By Jennifer Ouellette
ISNS Contributor

Have you ever thought about what happens to all the hot water you use during your daily morning shower after it disappears down the drain? The teenaged members of Issaquah High School’s Student Energy Conservation Group in Issaquah, Washington, pondered the problem of wasted hot water, and came up with an ingenious solution to recycle all that heat energy: a holding tank that holds hot waste water inside a wall until the heat has dissipated throughout the house. Their system holds such promise that it was presented at this week’s national meeting of the American Association of Physics Teachers, in Baltimore, Maryland.

IHS physics teacher Thomas Haff first presented the problem to his students a year ago, but he’s been thinking about it for quite a bit longer. Ten years ago, he spent a year living in rural Japan, where barely 50% of the population had flush toilets in their homes. Instead, they had built-in indoor outhouses: essentially, holding tanks equipped with fans to vent the methane and any excess heat. Once a month, a truck would drive through the neighborhood and pump out all the accumulated waste.

The Japanese scheme gave Haff an idea after he returned to the US and moved into a house that had no heat in the bathroom. “When my kids were little, they’d take a bath and I’ve leave the hot water in the tub until it reached ambient room temperature, and use that to heat the bathroom,” he said. “Then I thought, why don’t we literally collect the water from a hot shower and use that to heat the bathroom? People tend to forget that heat is energy.” He figured it would be cheaper than a portable space heater. The greater Seattle area already recycles its waste water, but there is no system to recapture wasted heat.

Haff’s students first had to determine their parameters. For instance, how long does it take hot water to travel from showerhead to the drain? The answer is between five and 15 seconds. Within one minute, the water has left the household system and has entered the municipal waste stream. They also had to determine values for how much water is used during the average shower, the surface area and volume of the tank, and starting and ending temperatures of the water collected in the holding tank. As with Haff’s previous use of bathtub water for heat, the “end” temperature would be room temperature.

Using these parameters, the students devised a mathematical model and then designed experiments to test the model. High school senior Chris Matson borrowed an old physics textbook on heat transfer from his father, an engineer, and found an equation for how long it takes hot water in a pot to cool. That allowed them to determine the appropriate heat constant for their project. They tested their model by filling a tank with hot water and tracking the changing temperature twice a minute, for eight hours. And they achieved the best possible result: “Our mathematical model and our data matched perfectly,” says Haff.
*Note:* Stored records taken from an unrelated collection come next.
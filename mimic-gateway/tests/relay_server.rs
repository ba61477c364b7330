#![cfg(feature = "server")]

use mimic_gateway::prelude::*;
use mimic_gateway::{GatewayServer, GatewayState};
use mimic_model::{Catalog, RequestItem, RequestSpec};
use serde_json::{json, Value};
use std::sync::Arc;
use wiremock::matchers::{method, path};
use wiremock::{Mock, MockServer, ResponseTemplate};

async fn start_relay() -> GatewayServer {
    let gateway: Arc<dyn Gateway> = Arc::new(HttpGateway::new().unwrap());
    let state = GatewayState::new(gateway, Catalog::builtin());
    GatewayServer::start("127.0.0.1:0".parse().unwrap(), state)
        .await
        .expect("relay binds")
}

#[tokio::test]
async fn test_relay_round_trip() {
    let upstream = MockServer::start().await;
    Mock::given(method("GET"))
        .and(path("/json"))
        .respond_with(ResponseTemplate::new(200).set_body_json(json!({"id": 1})))
        .mount(&upstream)
        .await;
    Mock::given(method("GET"))
        .and(path("/text"))
        .respond_with(ResponseTemplate::new(200).set_body_raw("plain", "text/plain"))
        .mount(&upstream)
        .await;

    let relay = start_relay().await;
    let client = RelayClient::new(relay.url()).unwrap();

    let json_payload = client
        .execute(&ProxyRequest::from(&RequestSpec::get(format!("{}/json", upstream.uri()))))
        .await
        .unwrap();
    assert_eq!(json_payload, ProxyPayload::Json(json!({"id": 1})));

    let text_payload = client
        .execute(&ProxyRequest::from(&RequestSpec::get(format!("{}/text", upstream.uri()))))
        .await
        .unwrap();
    assert_eq!(text_payload, ProxyPayload::Text("plain".to_string()));

    relay.shutdown().await;
}

#[tokio::test]
async fn test_relay_mirrors_upstream_status() {
    let upstream = MockServer::start().await;
    Mock::given(method("GET"))
        .and(path("/missing"))
        .respond_with(ResponseTemplate::new(404).set_body_json(json!({"msg": "not found"})))
        .mount(&upstream)
        .await;

    let relay = start_relay().await;
    let response = reqwest::Client::new()
        .post(format!("{}/api/proxy", relay.url()))
        .json(&json!({"url": format!("{}/missing", upstream.uri()), "method": "GET"}))
        .send()
        .await
        .unwrap();
    assert_eq!(response.status().as_u16(), 404);
    let body: Value = response.json().await.unwrap();
    assert_eq!(body["data"], json!({"msg": "not found"}));
    assert!(body["error"].as_str().unwrap().contains("404"));

    let client = RelayClient::new(relay.url()).unwrap();
    let err = client
        .execute(&ProxyRequest::from(&RequestSpec::get(format!("{}/missing", upstream.uri()))))
        .await
        .unwrap_err();
    assert_eq!(err.status_code(), 404);
    assert!(err.to_string().contains("404"));
    assert_eq!(err.data(), Some(&json!({"msg": "not found"})));

    relay.shutdown().await;
}

#[tokio::test]
async fn test_relay_rejects_missing_fields() {
    let relay = start_relay().await;
    let response = reqwest::Client::new()
        .post(format!("{}/api/proxy", relay.url()))
        .json(&json!({"method": "GET"}))
        .send()
        .await
        .unwrap();

    assert_eq!(response.status().as_u16(), 400);
    let body: Value = response.json().await.unwrap();
    assert_eq!(body, json!({"error": "Missing url or method"}));

    relay.shutdown().await;
}

#[tokio::test]
async fn test_relay_reports_transport_failure() {
    let relay = start_relay().await;
    let response = reqwest::Client::new()
        .post(format!("{}/api/proxy", relay.url()))
        .json(&json!({"url": "http://127.0.0.1:1/", "method": "GET"}))
        .send()
        .await
        .unwrap();

    assert_eq!(response.status().as_u16(), 500);
    let body: Value = response.json().await.unwrap();
    assert!(body["error"].is_string());

    relay.shutdown().await;
}

#[tokio::test]
async fn test_relay_serves_catalog() {
    let relay = start_relay().await;
    let items: Vec<RequestItem> = reqwest::get(format!("{}/api/items", relay.url()))
        .await
        .unwrap()
        .json()
        .await
        .unwrap();

    assert_eq!(items.len(), Catalog::builtin().len());
    assert_eq!(items[0].id, "ui-1");

    relay.shutdown().await;
}
//! # Mimic Store
//!
//! Named, saved flows: conversion between runnable steps and their
//! storable form, plus CRUD against a simple key-value store.

mod convert;
mod error;
mod flow;
mod kv;
mod repository;


pub use convert::{to_saved_steps, to_sequence_steps};
pub use error::StoreError;
pub use flow::{FlowSummary, SavedDelayStep, SavedFlow, SavedRequestStep, SavedStep};
pub use kv::{FileStore, KeyValueStore, MemoryStore};
pub use repository::{FlowRepository, STORAGE_KEY};

/// Prelude module for persistence
pub mod prelude {
    pub use crate::{
        to_saved_steps, to_sequence_steps, FileStore, FlowRepository,
        KeyValueStore, MemoryStore, SavedFlow, SavedStep, StoreError,
    };
}
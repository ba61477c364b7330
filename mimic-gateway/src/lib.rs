//! # Mimic Gateway
//!
//! Performs outbound HTTP calls on behalf of a sequence runner and
//! normalizes what comes back, so callers never deal with cross-origin
//! policy or raw transport details.

mod content;
mod error;
mod http;
mod relay;
#[cfg(feature = "server")]
mod server;
mod wire;


pub use content::{
    encode_body, is_json, resolve_content_type, DEFAULT_CONTENT_TYPE,
};
pub use error::GatewayError;
pub use http::{GatewayConfig, HttpGateway};
pub use relay::RelayClient;
#[cfg(feature = "server")]
pub use server::{router, GatewayServer, GatewayState};
pub use wire::{ErrorBody, ProxyPayload, ProxyRequest, RAW_TEXT_FIELD};

use async_trait::async_trait;
use std::sync::Arc;

/// Anything able to carry out a [`ProxyRequest`]
#[async_trait]
pub trait Gateway: Send + Sync {
    async fn execute(
        &self,
        request: &ProxyRequest,
    ) -> Result<ProxyPayload, GatewayError>;
}

#[async_trait]
impl<G: Gateway + ?Sized> Gateway for Arc<G> {
    async fn execute(
        &self,
        request: &ProxyRequest,
    ) -> Result<ProxyPayload, GatewayError> {
        (**self).execute(request).await
    }
}

/// Prelude module for gateway functionality
pub mod prelude {
    pub use crate::{
        Gateway, GatewayConfig, GatewayError, HttpGateway, ProxyPayload,
        ProxyRequest, RelayClient,
    };
}
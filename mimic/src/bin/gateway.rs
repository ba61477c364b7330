use anyhow::{Context, Result};
use mimic::gateway::{GatewayServer, GatewayState, HttpGateway};
use mimic::logger::Logger;
use mimic::model::Catalog;
use mimic::ConfigLoader;
use std::sync::Arc;

#[tokio::main]
async fn main() -> Result<()> {
    let config = ConfigLoader::from_env()?;
    if config.log.json {
        Logger::init_json_tracing();
    } else {
        Logger::init_tracing();
    }
    let gateway = HttpGateway::with_config(config.gateway_config())
        .context("Failed to build outbound HTTP client")?;
    let state = GatewayState::new(Arc::new(gateway), Catalog::builtin());

    let addr = config.bind_addr()?;
    let server = GatewayServer::start(addr, state)
        .await
        .with_context(|| format!("Failed to bind gateway on {addr}"))?;

    tokio::signal::ctrl_c()
        .await
        .context("Failed to listen for shutdown signal")?;
    server.shutdown().await;
    Ok(())
}
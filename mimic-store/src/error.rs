use mimic_model::ModelError;
use thiserror::Error;

#[derive(Debug, Error)]
pub enum StoreError {
    #[error("flow '{0}' not found")]
    NotFound(String),

    #[error("storage I/O failed: {0}")]
    Io(#[from] std::io::Error),

    #[error("stored flows could not be (de)serialized: {0}")]
    Serialization(#[from] serde_json::Error),

    #[error(transparent)]
    Model(#[from] ModelError),
}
The apparatus itself is simple in design: a large galvanized steel holding tank that fits neatly between the walls of a building. Instead of flowing directly out of the house, hot water from the shower drains into the holding tank. A thermometer monitors the temperature, and when it hits a certain level, the system opens a solenoid valve - similar to those used in dishwashers and sprinkler systems - which allows the heat from the water to dissipate throughout the house. This basic passive system can be augmented further with additional vents and blowers to speed the rate of dissipation, but Haff cautions that this would reduce the overall efficiency of his system, since those add-ons would require extra energy to operate.

The benefits of recycling the heat energy in waste water from our daily shower are considerable: it lowers both total household energy consumption and your heating bill. It also lowers greenhouse gas emissions. Nor is Haff limiting the scope to individual homes. He hopes to see similar scaled-up systems installed in university gymnasiums, for example. Haff says he envisions a system that would cost about $1,000 for an average-sized house, and would capture heat efficiently enough to pay for itself in about five years.

But perhaps the greatest benefit of the project is the impact it has had on the students, many of whom had no prior experience with building experimental apparatus or applying the lessons learned in physics class to a real world problem. “The most exciting part for me was going from concept, and abstract equations and ideas, and taking it all the way to this tangible physical object that you can test and see if it works,” says Rachel Chin, also a senior at IHS. “And it did! It was a lot more challenging than just sitting in class solving textbook problems. It showed me that physics is real.”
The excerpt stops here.